Visa is already looking beyond Apple Pay. The world’s largest payment-card brand announced on Thursday (Jan. 29) that it beat analysts’ expectations, isn’t planning layoffs and will do a 4-for-1 stock split in March. But Visa is also pushing the tokenization that lies at the core of Apple Pay onto browser-based e-commerce this spring, and onto non-Apple phones later in 2015.
“We’re very excited about what Apple is doing. We think it’s a very elegant solution that we are thrilled with our participation in,” said Visa CEO Charlie Scharf. “But we want to enable as many scalable solutions that have wonderful customer interfaces that adhere to the highest security standards. And we would expect to see a series of those in the next couple of quarters come to market.”

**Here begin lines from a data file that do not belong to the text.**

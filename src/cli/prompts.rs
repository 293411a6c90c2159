//! Interactive prompts using dialoguer

use anyhow::Result;
use dialoguer::Confirm;

/// Prompt user to confirm proceeding with an action
pub fn confirm_step(message: &str) -> Result<bool> {
    let confirmed = Confirm::new()
        .with_prompt(message)
        .default(true)
        .interact()?;
    Ok(confirmed)
}

/// Prompt user to confirm dropping low-variance features
pub fn confirm_drop_features(feature_count: usize, threshold: f64) -> Result<bool> {
    let message = format!(
        "Drop {} feature(s) with scaled variance below {}?",
        feature_count, threshold
    );
    confirm_step(&message)
}
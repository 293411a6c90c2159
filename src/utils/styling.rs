//! Terminal styling utilities for step-by-step console output

use std::path::Path;
use std::time::Duration;

use console::{style, Emoji};

// Emoji icons with fallbacks for terminals that don't support them
pub static INFO: Emoji<'_, '_> = Emoji("ℹ️  ", "[*] ");
pub static WARN: Emoji<'_, '_> = Emoji("⚠️  ", "[!] ");
pub static ROCKET: Emoji<'_, '_> = Emoji("🚀 ", ">> ");
pub static CHART: Emoji<'_, '_> = Emoji("📊 ", "");
pub static FOLDER: Emoji<'_, '_> = Emoji("📂 ", "");
pub static TARGET: Emoji<'_, '_> = Emoji("🎯 ", "");
pub static SAVE: Emoji<'_, '_> = Emoji("💾 ", "");
pub static TAG: Emoji<'_, '_> = Emoji("🏷️  ", "");

const BOX_WIDTH: usize = 56;

/// Print the application banner
pub fn print_banner(version: &str) {
    println!();
    println!(
        "    {} {}",
        style("featscale").cyan().bold(),
        style(format!("v{}", version)).dim()
    );
    println!(
        "    {}",
        style("Min-max scaling and variance-threshold feature selection").dim()
    );
    println!("    {}", style("━".repeat(50)).dim());
    println!();
}

/// Settings shown in the configuration card
pub struct ConfigCard<'a> {
    pub input: &'a Path,
    pub target: Option<&'a str>,
    pub output: &'a Path,
    pub threshold: f64,
    pub encoded: &'a [String],
}

/// Print configuration card
pub fn print_config(card: &ConfigCard) {
    let line = "─".repeat(BOX_WIDTH - 2);

    println!("    ┌{}┐", line);
    println!(
        "    │ {}{}│",
        style("⚙️  Configuration").cyan().bold(),
        " ".repeat(BOX_WIDTH - 20)
    );
    println!("    ├{}┤", line);
    println!("    │  {} Input:  {:<39}│", FOLDER, truncate_path(card.input, 38));
    println!(
        "    │  {} Target: {:<39}│",
        TARGET,
        truncate_string(card.target.unwrap_or("(none)"), 38)
    );
    println!("    │  {} Output: {:<39}│", SAVE, truncate_path(card.output, 38));
    println!("    ├{}┤", line);
    println!(
        "    │  {} Variance threshold: {:<27}│",
        CHART,
        style(format!("{}", card.threshold)).yellow()
    );
    if !card.encoded.is_empty() {
        println!(
            "    │  {} Encode: {:<39}│",
            TAG,
            truncate_string(&card.encoded.join(", "), 38)
        );
    }
    println!("    └{}┘", line);
    println!();
}

/// Print a step header with styling
pub fn print_step_header(step_num: u8, title: &str) {
    println!();
    println!(
        "    {} {} {}",
        style(format!("STEP {}", step_num)).cyan().bold(),
        style("│").dim(),
        style(title).white().bold()
    );
    println!("    {}", style("─".repeat(50)).dim());
}

/// Print a success message
pub fn print_success(message: &str) {
    println!("    {} {}", style("✓").green().bold(), style(message).green());
}

/// Print an info message
pub fn print_info(message: &str) {
    println!("    {} {}", INFO, message);
}

/// Print a warning message
pub fn print_warning(message: &str) {
    println!("    {} {}", WARN, style(message).yellow());
}

/// Print how long a step took
pub fn print_step_time(elapsed: Duration) {
    println!(
        "    {}",
        style(format!("⏱  {}", format_duration(elapsed))).dim()
    );
}

/// Print the final completion message
pub fn print_completion() {
    println!();
    println!(
        "    {} {}",
        ROCKET,
        style("featscale selection complete!").green().bold()
    );
    println!();
}

/// Print a styled count message
pub fn print_count(description: &str, count: usize, threshold_info: Option<&str>) {
    match threshold_info {
        Some(info) => println!(
            "      Found {} {} {}",
            style(count).yellow().bold(),
            description,
            style(info).dim()
        ),
        None => println!("      Found {} {}", style(count).yellow().bold(), description),
    }
}

/// Format a duration as `850ms` or `2.41s`
pub fn format_duration(elapsed: Duration) -> String {
    let ms = elapsed.as_millis();
    if ms < 1000 {
        format!("{}ms", ms)
    } else {
        format!("{:.2}s", elapsed.as_secs_f64())
    }
}

fn truncate_path(path: &Path, max_len: usize) -> String {
    truncate_string(&path.display().to_string(), max_len)
}

/// Keep the tail of `s` so it fits in `max_len` characters.
pub fn truncate_string(s: &str, max_len: usize) -> String {
    let len = s.chars().count();
    if len <= max_len {
        s.to_string()
    } else {
        let tail: String = s.chars().skip(len - max_len + 3).collect();
        format!("...{}", tail)
    }
}
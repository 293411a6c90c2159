//! Command-line argument definitions using clap

use clap::{ArgAction, Parser, Subcommand};
use std::path::{Path, PathBuf};

use crate::pipeline::ScaleMethod;

/// featscale - Scale features to [0, 1] and drop those with low variance
#[derive(Parser, Debug)]
#[command(name = "featscale")]
#[command(author, version, about, long_about = None)]
pub struct Cli {
    #[command(subcommand)]
    pub command: Option<Commands>,

    /// Input file path (CSV or Parquet)
    #[arg(short, long)]
    pub input: Option<PathBuf>,

    /// Response column name. Excluded from scaling and selection,
    /// and copied unchanged as the last column of the output.
    #[arg(short, long)]
    pub target: Option<String>,

    /// Output file path (CSV or Parquet, determined by extension).
    /// Defaults to input directory with '_selected' suffix (e.g., data.csv -> data_selected.csv).
    #[arg(short, long)]
    pub output: Option<PathBuf>,

    /// Variance threshold - keep features whose min-max scaled variance is at least this value
    #[arg(long, default_value = "0.01", value_parser = validate_threshold)]
    pub threshold: f64,

    /// Categorical columns to dummy-encode before scaling (comma-separated)
    #[arg(long, value_delimiter = ',')]
    pub encode: Vec<String>,

    /// Dummy-encode every string/categorical column (overrides --encode)
    #[arg(long, default_value = "false")]
    pub encode_all: bool,

    /// Omit the first category of each encoded column
    #[arg(long, default_value = "false")]
    pub drop_first: bool,

    /// Columns to drop before processing (comma-separated).
    /// These columns will be removed from the dataset before any analysis.
    #[arg(long, value_delimiter = ',')]
    pub drop_columns: Vec<String>,

    /// Also write the full scaled table (all features) to this path
    #[arg(long)]
    pub scaled_output: Option<PathBuf>,

    /// Write a JSON report of per-feature scaled variances to this path
    #[arg(long)]
    pub report: Option<PathBuf>,

    /// Skip interactive confirmation prompts
    #[arg(long, default_value = "false")]
    pub no_confirm: bool,

    /// Number of rows to use for schema inference (CSV only).
    /// Use 0 for full table scan (very slow for large files).
    #[arg(long, default_value = "10000")]
    pub infer_schema_length: usize,

    /// Increase diagnostic logging on stderr (-v info, -vv debug)
    #[arg(short, long, action = ArgAction::Count, global = true)]
    pub verbose: u8,
}

#[derive(Subcommand, Debug)]
pub enum Commands {
    /// Scale every numeric column with one method and save the result
    Scale {
        /// Input file path (CSV or Parquet)
        input: PathBuf,

        /// Output file path (optional, defaults to input with '_scaled' suffix)
        output: Option<PathBuf>,

        /// Scaling method
        #[arg(long, value_enum, default_value_t = ScaleMethod::MinMax)]
        method: ScaleMethod,

        /// Response column to copy through unscaled
        #[arg(short, long)]
        target: Option<String>,

        /// Number of rows to use for schema inference (CSV only).
        #[arg(long, default_value = "10000")]
        infer_schema_length: usize,
    },
}

impl Cli {
    pub fn input(&self) -> Option<&PathBuf> {
        self.input.as_ref()
    }

    /// Get the output path, deriving from input if not explicitly provided.
    pub fn output_path(&self) -> Option<PathBuf> {
        let input = self.input.as_ref()?;
        Some(
            self.output
                .clone()
                .unwrap_or_else(|| derive_output_path(input, "selected")),
        )
    }
}

/// `dir/stem.ext` -> `dir/stem_{suffix}.ext`, keeping the input's extension.
pub fn derive_output_path(input: &Path, suffix: &str) -> PathBuf {
    let parent = input.parent().unwrap_or_else(|| Path::new("."));
    let stem = input
        .file_stem()
        .and_then(|s| s.to_str())
        .unwrap_or("output");
    let extension = input
        .extension()
        .and_then(|e| e.to_str())
        .unwrap_or("parquet");
    parent.join(format!("{}_{}.{}", stem, suffix, extension))
}

/// Validator for the variance threshold
fn validate_threshold(s: &str) -> Result<f64, String> {
    let value: f64 = s
        .parse()
        .map_err(|_| format!("'{}' is not a valid number", s))?;

    if !value.is_finite() || value < 0.0 {
        Err(format!(
            "threshold must be a non-negative number, got {}",
            value
        ))
    } else {
        Ok(value)
    }
}
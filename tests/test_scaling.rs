//! Unit tests for min-max scaling and z-score standardization

use featscale::pipeline::{
    min_max_scale, population_mean, population_variance, scale_table, standardize, ScaleMethod,
    SelectError, Table,
};

#[path = "common/mod.rs"]
mod common;

use common::*;

#[test]
fn test_min_max_scale_example() {
    let scaled = min_max_scale(&create_example_table()).unwrap();

    assert_close(scaled.column("A").unwrap().values(), &[0.0, 0.5, 1.0]);
    assert_close(scaled.column("B").unwrap().values(), &[0.0, 0.0, 0.0]);
}

#[test]
fn test_min_max_handles_negative_values() {
    let table = Table::from_pairs([("t", vec![-20.0, -10.0, 0.0, 20.0])]).unwrap();
    let scaled = min_max_scale(&table).unwrap();
    assert_close(scaled.column("t").unwrap().values(), &[0.0, 0.25, 0.5, 1.0]);
}

#[test]
fn test_standardize_zero_mean_unit_std() {
    let table = create_random_table(200, 5, 42);
    let standardized = standardize(&table).unwrap();

    for column in standardized.columns() {
        let mean = population_mean(column.values()).unwrap();
        let std = population_variance(column.values()).unwrap().sqrt();
        assert!(mean.abs() < 1e-9, "'{}' mean should be ~0, got {}", column.name(), mean);
        assert!(
            (std - 1.0).abs() < 1e-9,
            "'{}' std should be ~1, got {}",
            column.name(),
            std
        );
    }
}

#[test]
fn test_standardize_known_values() {
    // mean 5, population std 2
    let table = Table::from_pairs([("x", vec![2.0, 4.0, 4.0, 4.0, 5.0, 5.0, 7.0, 9.0])]).unwrap();
    let standardized = standardize(&table).unwrap();
    assert_close(
        standardized.column("x").unwrap().values(),
        &[-1.5, -0.5, -0.5, -0.5, 0.0, 0.0, 1.0, 2.0],
    );
}

#[test]
fn test_standardize_constant_column() {
    let standardized = standardize(&create_example_table()).unwrap();
    assert_close(standardized.column("B").unwrap().values(), &[0.0, 0.0, 0.0]);
}

#[test]
fn test_scale_table_dispatches_on_method() {
    let table = create_housing_table();
    assert_eq!(
        scale_table(&table, ScaleMethod::MinMax).unwrap(),
        min_max_scale(&table).unwrap()
    );
    assert_eq!(
        scale_table(&table, ScaleMethod::ZScore).unwrap(),
        standardize(&table).unwrap()
    );
}

#[test]
fn test_scaling_rejects_empty_tables() {
    let no_columns = Table::new(Vec::new()).unwrap();
    let no_rows = Table::from_pairs([("a", Vec::new())]).unwrap();

    assert!(matches!(
        min_max_scale(&no_columns),
        Err(SelectError::InvalidInput(_))
    ));
    assert_eq!(min_max_scale(&no_rows), Err(SelectError::EmptyTable));
    assert_eq!(standardize(&no_rows), Err(SelectError::EmptyTable));
}

#[test]
fn test_scaling_preserves_names_and_order() {
    let table = create_housing_table();
    let scaled = min_max_scale(&table).unwrap();
    assert_eq!(scaled.column_names(), table.column_names());
    assert_eq!(scaled.n_rows(), table.n_rows());
}
//! Column scaling: min-max normalization and z-score standardization

use clap::ValueEnum;

use super::error::{SelectError, SelectResult};
use super::table::{Column, Table};

/// Value assigned to every row of a constant column.
///
/// A zero range is treated as a unit scale, so `x - min` is zero everywhere.
/// The same fill applies to z-score standardization of a zero-variance column.
pub const CONSTANT_COLUMN_FILL: f64 = 0.0;

/// Scaling method selectable from the command line
#[derive(Debug, Clone, Copy, PartialEq, Eq, ValueEnum)]
pub enum ScaleMethod {
    /// Rescale each column to [0, 1]
    #[value(name = "minmax")]
    MinMax,
    /// Center on the mean and divide by the population standard deviation
    #[value(name = "zscore")]
    ZScore,
}

impl std::fmt::Display for ScaleMethod {
    fn fmt(&self, f: &mut std::fmt::Formatter<'_>) -> std::fmt::Result {
        match self {
            ScaleMethod::MinMax => write!(f, "min-max"),
            ScaleMethod::ZScore => write!(f, "z-score"),
        }
    }
}

/// Mean over all values, or `None` for an empty slice.
pub fn population_mean(values: &[f64]) -> Option<f64> {
    if values.is_empty() {
        return None;
    }
    Some(values.iter().sum::<f64>() / values.len() as f64)
}

/// Mean squared deviation from the mean (no sample-size correction).
///
/// Two passes: the mean first, then the squared deviations.
pub fn population_variance(values: &[f64]) -> Option<f64> {
    let mean = population_mean(values)?;
    let sum_sq: f64 = values.iter().map(|v| (v - mean) * (v - mean)).sum();
    Some(sum_sq / values.len() as f64)
}

/// Min-max scale a single column.
///
/// Returns the scaled column and whether it was constant. Operands are halved
/// before subtracting so the range of any finite column stays finite.
pub(crate) fn min_max_column(column: &Column) -> SelectResult<(Column, bool)> {
    let (min, max) = column.min_max().ok_or(SelectError::EmptyTable)?;

    if min == max {
        return Ok((
            Column::new(column.name(), vec![CONSTANT_COLUMN_FILL; column.len()]),
            true,
        ));
    }

    let half_min = min / 2.0;
    let half_range = max / 2.0 - half_min;
    let scaled = column
        .values()
        .iter()
        .map(|v| ((v / 2.0 - half_min) / half_range).clamp(0.0, 1.0))
        .collect();

    Ok((Column::new(column.name(), scaled), false))
}

/// Z-score standardize a single column using the population std.
pub(crate) fn z_score_column(column: &Column) -> SelectResult<(Column, bool)> {
    let values = column.values();
    let mean = population_mean(values).ok_or(SelectError::EmptyTable)?;
    let variance = population_variance(values).ok_or(SelectError::EmptyTable)?;
    let std = variance.sqrt();

    if std == 0.0 || column.is_constant() {
        return Ok((
            Column::new(column.name(), vec![CONSTANT_COLUMN_FILL; column.len()]),
            true,
        ));
    }

    let standardized = values.iter().map(|v| (v - mean) / std).collect();
    Ok((Column::new(column.name(), standardized), false))
}

fn check_scalable(table: &Table) -> SelectResult<()> {
    if table.n_cols() == 0 {
        return Err(SelectError::invalid("table has zero columns"));
    }
    if table.n_rows() == 0 {
        return Err(SelectError::EmptyTable);
    }
    Ok(())
}

fn scale_table_with(
    table: &Table,
    scale: fn(&Column) -> SelectResult<(Column, bool)>,
) -> SelectResult<Table> {
    check_scalable(table)?;
    let columns = table
        .iter()
        .map(|c| scale(c).map(|(scaled, _)| scaled))
        .collect::<SelectResult<Vec<_>>>()?;
    Table::new(columns)
}

/// Rescale every column to [0, 1]. Constant columns become
/// [`CONSTANT_COLUMN_FILL`].
pub fn min_max_scale(table: &Table) -> SelectResult<Table> {
    scale_table_with(table, min_max_column)
}

/// Standardize every column to zero mean and unit population std.
/// Constant columns become [`CONSTANT_COLUMN_FILL`].
pub fn standardize(table: &Table) -> SelectResult<Table> {
    scale_table_with(table, z_score_column)
}

/// Apply the chosen scaling method to the whole table.
pub fn scale_table(table: &Table, method: ScaleMethod) -> SelectResult<Table> {
    match method {
        ScaleMethod::MinMax => min_max_scale(table),
        ScaleMethod::ZScore => standardize(table),
    }
}
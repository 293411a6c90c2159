//! Error types for table construction and scale-and-filter selection.

use thiserror::Error;

/// Errors raised by the numeric core.
///
/// Constant columns are not an error: they are scaled to a fixed value and
/// reported through [`crate::pipeline::ColumnVariance::degenerate`].
#[derive(Debug, Clone, PartialEq, Error)]
pub enum SelectError {
    /// Malformed call parameters: negative threshold, zero columns,
    /// ragged or duplicate columns, or values that are not finite numbers.
    #[error("invalid input: {0}")]
    InvalidInput(String),

    /// The table has no rows, so min/max and variance are undefined.
    #[error("table has zero rows")]
    EmptyTable,
}

impl SelectError {
    pub(crate) fn invalid(message: impl Into<String>) -> Self {
        SelectError::InvalidInput(message.into())
    }
}

/// Result alias for the numeric core.
pub type SelectResult<T> = std::result::Result<T, SelectError>;
//! Shared test utilities and fixture generators

#![allow(dead_code)]

use featscale::pipeline::Table;
use polars::prelude::*;
use rand::rngs::StdRng;
use rand::{Rng, SeedableRng};
use std::path::PathBuf;
use tempfile::TempDir;

pub const EPS: f64 = 1e-9;

/// The two-column example: `A` spreads over [0, 10], `B` is constant
pub fn create_example_table() -> Table {
    Table::from_pairs([("A", vec![0.0, 5.0, 10.0]), ("B", vec![1.0, 1.0, 1.0])]).unwrap()
}

/// A housing-style table with features of very different spread
///
/// - `area`: wide, evenly spread values (high scaled variance)
/// - `rooms`: small integers
/// - `pool`: mostly zeros with a single one (low scaled variance)
/// - `constant`: zero variance
pub fn create_housing_table() -> Table {
    Table::from_pairs([
        (
            "area",
            vec![50.0, 75.0, 100.0, 125.0, 150.0, 175.0, 200.0, 225.0, 250.0, 275.0],
        ),
        ("rooms", vec![1.0, 1.0, 2.0, 2.0, 3.0, 4.0, 5.0, 5.0, 6.0, 6.0]),
        ("pool", vec![0.0, 0.0, 0.0, 0.0, 0.0, 0.0, 0.0, 0.0, 0.0, 1.0]),
        ("constant", vec![7.0; 10]),
    ])
    .unwrap()
}

/// Random table with `cols` columns of `rows` values drawn from varied ranges
pub fn create_random_table(rows: usize, cols: usize, seed: u64) -> Table {
    let mut rng = StdRng::seed_from_u64(seed);
    Table::from_pairs((0..cols).map(|i| {
        let scale = rng.gen_range(0.1..1000.0);
        let offset = rng.gen_range(-500.0..500.0);
        let values = (0..rows)
            .map(|_| offset + rng.gen::<f64>() * scale)
            .collect::<Vec<f64>>();
        (format!("feature_{}", i), values)
    }))
    .unwrap()
}

/// DataFrame resembling a small regression dataset with a categorical column
pub fn create_regression_dataframe() -> DataFrame {
    df! {
        "price" => [200.0f64, 340.0, 150.0, 500.0, 275.0, 410.0],
        "area" => [80.0f64, 120.0, 60.0, 200.0, 100.0, 150.0],
        "furnishing" => ["furnished", "semi", "unfurnished", "furnished", "semi", "semi"],
        "mainroad" => ["yes", "yes", "no", "yes", "no", "yes"],
        "stories" => [1i64, 2, 1, 3, 2, 2],
        "flag" => [1.0f64; 6],
    }
    .unwrap()
}

/// Create a temporary directory with a test CSV file
pub fn create_temp_csv(df: &mut DataFrame) -> (TempDir, PathBuf) {
    let temp_dir = TempDir::new().unwrap();
    let csv_path = temp_dir.path().join("test_data.csv");

    let mut file = std::fs::File::create(&csv_path).unwrap();
    CsvWriter::new(&mut file).finish(df).unwrap();

    (temp_dir, csv_path)
}

/// Create a temporary directory with a test Parquet file
pub fn create_temp_parquet(df: &mut DataFrame) -> (TempDir, PathBuf) {
    let temp_dir = TempDir::new().unwrap();
    let parquet_path = temp_dir.path().join("test_data.parquet");

    let file = std::fs::File::create(&parquet_path).unwrap();
    ParquetWriter::new(file).finish(df).unwrap();

    (temp_dir, parquet_path)
}

/// Read a CSV written by the tool back into a DataFrame
pub fn read_csv(path: &std::path::Path) -> DataFrame {
    LazyCsvReader::new(path).finish().unwrap().collect().unwrap()
}

/// Column names of a DataFrame as owned strings
pub fn column_names(df: &DataFrame) -> Vec<String> {
    df.get_column_names().iter().map(|s| s.to_string()).collect()
}

/// Assert two slices are equal within `EPS`
pub fn assert_close(actual: &[f64], expected: &[f64]) {
    assert_eq!(actual.len(), expected.len(), "Length mismatch");
    for (i, (a, e)) in actual.iter().zip(expected).enumerate() {
        assert!(
            (a - e).abs() < EPS,
            "Value mismatch at row {}: expected {}, got {}",
            i,
            e,
            a
        );
    }
}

Scharf said Visa is in “very, very active dialogue” with handset manufacturers and other players about getting token-based mobile payments onto other platforms, though he didn’t name any partners. Samsung is reportedly working with Visa on its own Apple Pay-like mobile payments.
For browser-based e-commerce, Scharf was less cagey: “In the spring of this year we will have some tokenized solutions in the marketplace for some browser enabled solutions,” he said.
But Apple Pay is still front and center for the card brand. Of the roughly 750 banks and credit unions that have signed up for Apple Pay, 43 Visa issuers have enrolled in Visa’s tokenization services for Apple’s mobile payments — financial institutions that together account for 75 percent of Visa’s U.S. payment volume. More than 500 other U.S. Visa issuers have signed the Apple Pay contract and are working with Visa to enable the service, according to Scharf.
Visa is also “very actively working with issuers in other parts of the world [on Apple Pay] and would expect to see some tokenized solutions in the marketplace this calendar year,” Scharf said.
In its traditional payments business, the numbers were good too. Payments volume grew 11 percent to $1.2 trillion for the quarter, while cross-border payment volume growth was 8 percent. Total transactions processed by VisaNet were 17.6 billion, a 10 percent increase from the prior year. Service revenues were up 8 percent to $1.5 billion (based on transactions from July through September), data processing revenues rose 9 percent to $1.4 billion, and international transaction revenues grew 9 percent to $970 million, the company said.
All told, net operating revenue for the quarter was $3.4 billion, up 7 percent from the prior year, discounting currency impact. Quarterly profit rose 11.5 percent to $1.57 billion, or $2.53 per share. Analysts had expected earnings of $2.49 per share on revenue of $3.34 billion, according to Thomson Reuters I/B/E/S.
The company also announced a 4-for-1 stock split that will be effective on March 18, 2015.
But, like other card brands, Visa lost some growth to the effects of the stronger dollar on foreign exchange rates, which cost Visa about 2 percent in cross-border payments growth, and about 1 percent growth lost because of lower gas prices.
Scharf said the company’s surveys indicate that of the money consumers don’t have to pay at the pump — thanks to roughly a 30 percent drop in gas prices since June, there’s an average windfall of $60 per month per consumer — 50 percent is going into savings, another 25 percent is paying off debt, and only 25 percent is being spent, typically on groceries or small-ticket purchases.
Eventually consumers may decide they’re comfortable enough to start making more large purchases, but that hasn’t happened yet, he said.
An upside factor over the holiday selling season was e-commerce, which was “extraordinarily strong,” Scharf said. “Growth rates of e-commerce were two to three times what they were in the physical world. We like that, because cash doesn’t work in the online world, and so we’ve got a much higher participation rate in the e-commerce world than we do in the face-to-face world.”
Visa Checkout now has more than 240 financial institution partners across the U.S., Canada and Australia that account for almost 50 percent of Visa’s global e-commerce volume. Visa Checkout has more than 3 million registered users and can be used at more than 110 e-commerce retailers, he said.
But Visa is also whittling away at regulatory and legal issues. In Russia, which has required international card brands to move to a state-run transaction network, the company will spend about $50 million in 2015 to meet the requirements. And in China, where Visa has some issuing banks but can’t yet sign up merchants to take payments, the government is in the process of writing regulations to open the market, but no date has been set.
In the U.S., Visa has spent $335 million to settle with merchants who opted out of the multibillion-dollar interchange settlement. That represents about 20 percent of the payment volume that opted-out merchants generate, said CFO Byron Pollitt.
And Scharf said Visa is also participating in the Federal Reserve’s “faster payments” efforts. “Our experience has been that they’ve been extremely inclusive with all partners, seeking input,” he said. “In terms of what it means for us, I don’t think any of us exactly know. What we do know is that we have a network that works extraordinarily well, that provides great value for people who run transactions over it, and a lot of what we do isn’t easily duplicated.”
He added, “It’s one thing to say that you’re going to be building something. It’s another to actually get it in the marketplace, with the ability to put value added services around it.”